**TASK REQUIREMENTS:**
What lines of the data hold the string "target"? Copy them all.

----------------

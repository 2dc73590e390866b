use glam::{Mat3, Mat4, Quat, Vec2, Vec3};

use super::grain::GrainTexture;
use crate::state::transition::Layer;

#[derive(Clone, Copy, Debug, PartialEq, Eq, Hash, PartialOrd, Ord)]
pub struct NodeId(pub usize);

/// Local transform relative to the parent node.
#[derive(Clone, Copy, Debug, PartialEq)]
pub struct LocalTransform {
    pub translation: Vec3,
    pub rotation: Quat,
    pub scale: Vec3,
}

impl Default for LocalTransform {
    fn default() -> Self {
        Self {
            translation: Vec3::ZERO,
            rotation: Quat::IDENTITY,
            scale: Vec3::ONE,
        }
    }
}

impl LocalTransform {
    pub fn from_translation(translation: Vec3) -> Self {
        Self {
            translation,
            ..Default::default()
        }
    }

    pub fn with_rotation(mut self, rotation: Quat) -> Self {
        self.rotation = rotation;
        self
    }

    pub fn with_scale(mut self, scale: Vec3) -> Self {
        self.scale = scale;
        self
    }

    /// Placed at `eye`, -Z pointing at `target`.
    pub fn looking_at(eye: Vec3, target: Vec3) -> Self {
        let forward = (target - eye).normalize_or(Vec3::NEG_Z);
        let right = forward.cross(Vec3::Y).normalize_or(Vec3::X);
        let up = right.cross(forward);
        let rotation = Quat::from_mat3(&Mat3::from_cols(right, up, -forward));
        Self::from_translation(eye).with_rotation(rotation)
    }

    pub fn matrix(&self) -> Mat4 {
        Mat4::from_scale_rotation_translation(self.scale, self.rotation, self.translation)
    }
}

/// Engine-neutral mesh shapes. Cylinders run along local Y, quads face +Z.
#[derive(Clone, Copy, Debug, PartialEq)]
pub enum Primitive {
    Cuboid { size: Vec3 },
    Cylinder { radius: f32, height: f32, segments: u32 },
    Sphere { radius: f32, segments: u32 },
    Quad { size: Vec2 },
}

#[derive(Clone, Copy, Debug, PartialEq)]
pub enum Surface {
    /// Cabinet veneer, uses the wood grain texture.
    Wood,
    Plastic([f32; 3]),
    Metal,
    Grille,
    /// The animated static shader.
    StaticScreen,
    /// Uses the floor grain texture.
    Floor,
    Backdrop,
}

#[derive(Clone, Copy, Debug, PartialEq, Eq, Hash)]
pub enum LightRole {
    Key,
    Fill,
    ScreenGlow,
    Rim,
    SpiralKey,
    SpiralGlow,
}

#[derive(Clone, Copy, Debug, PartialEq)]
pub enum LightKind {
    Point { range: f32 },
    Spot { range: f32, outer_angle: f32 },
}

#[derive(Clone, Copy, Debug, PartialEq)]
pub struct LightSpec {
    pub role: LightRole,
    pub kind: LightKind,
    pub color: Vec3,
    pub intensity: f32,
    pub shadows: bool,
}

#[derive(Clone, Copy, Debug, PartialEq)]
pub enum NodeKind {
    Group,
    Mesh { primitive: Primitive, surface: Surface },
    Light(LightSpec),
}

#[derive(Clone, Debug, PartialEq)]
pub struct Node {
    pub name: String,
    pub parent: Option<NodeId>,
    pub kind: NodeKind,
    pub local: LocalTransform,
}

/// Nodes the per-frame systems mutate after spawning.
#[derive(Clone, Debug, PartialEq)]
pub struct SceneHandles {
    pub intro_root: NodeId,
    pub spiral_root: NodeId,
    pub tv_group: NodeId,
    pub screen: NodeId,
    pub floor: NodeId,
    pub backdrop: NodeId,
    pub card_group: NodeId,
    pub lights: Vec<(LightRole, NodeId)>,
}

impl SceneHandles {
    pub fn light(&self, role: LightRole) -> Option<NodeId> {
        self.lights
            .iter()
            .find_map(|(r, id)| (*r == role).then_some(*id))
    }

    pub fn layer_root(&self, layer: Layer) -> NodeId {
        match layer {
            Layer::Intro => self.intro_root,
            Layer::Spiral => self.spiral_root,
        }
    }
}

#[derive(Clone, Debug, PartialEq)]
pub struct SceneTextures {
    pub wood: GrainTexture,
    pub floor: GrainTexture,
}

/// Output of [`SceneBuilder`](super::SceneBuilder): a flat arena of nodes
/// where every parent precedes its children.
#[derive(Clone, Debug, PartialEq)]
pub struct SceneBlueprint {
    pub nodes: Vec<Node>,
    pub handles: SceneHandles,
    pub textures: SceneTextures,
}

impl SceneBlueprint {
    pub fn node(&self, id: NodeId) -> &Node {
        &self.nodes[id.0]
    }

    pub fn find(&self, name: &str) -> Option<NodeId> {
        self.nodes.iter().position(|n| n.name == name).map(NodeId)
    }

    pub fn children(&self, id: NodeId) -> impl Iterator<Item = NodeId> + '_ {
        self.nodes
            .iter()
            .enumerate()
            .filter(move |(_, n)| n.parent == Some(id))
            .map(|(i, _)| NodeId(i))
    }

    pub fn world_transform(&self, id: NodeId) -> Mat4 {
        let mut m = Mat4::IDENTITY;
        let mut cursor = Some(id);
        while let Some(current) = cursor {
            let node = &self.nodes[current.0];
            m = node.local.matrix() * m;
            cursor = node.parent;
        }
        m
    }

    pub fn world_position(&self, id: NodeId) -> Vec3 {
        self.world_transform(id).transform_point3(Vec3::ZERO)
    }

    pub fn layer_of(&self, id: NodeId) -> Option<Layer> {
        let mut cursor = Some(id);
        while let Some(current) = cursor {
            if current == self.handles.intro_root {
                return Some(Layer::Intro);
            }
            if current == self.handles.spiral_root {
                return Some(Layer::Spiral);
            }
            cursor = self.nodes[current.0].parent;
        }
        None
    }
}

----------------

**FINAL ANSWER:**
    /// Placed at `eye`, -Z pointing at `target`.
    pub fn looking_at(eye: Vec3, target: Vec3) -> Self {
        let forward = (target - eye).normalize_or(Vec3::NEG_Z);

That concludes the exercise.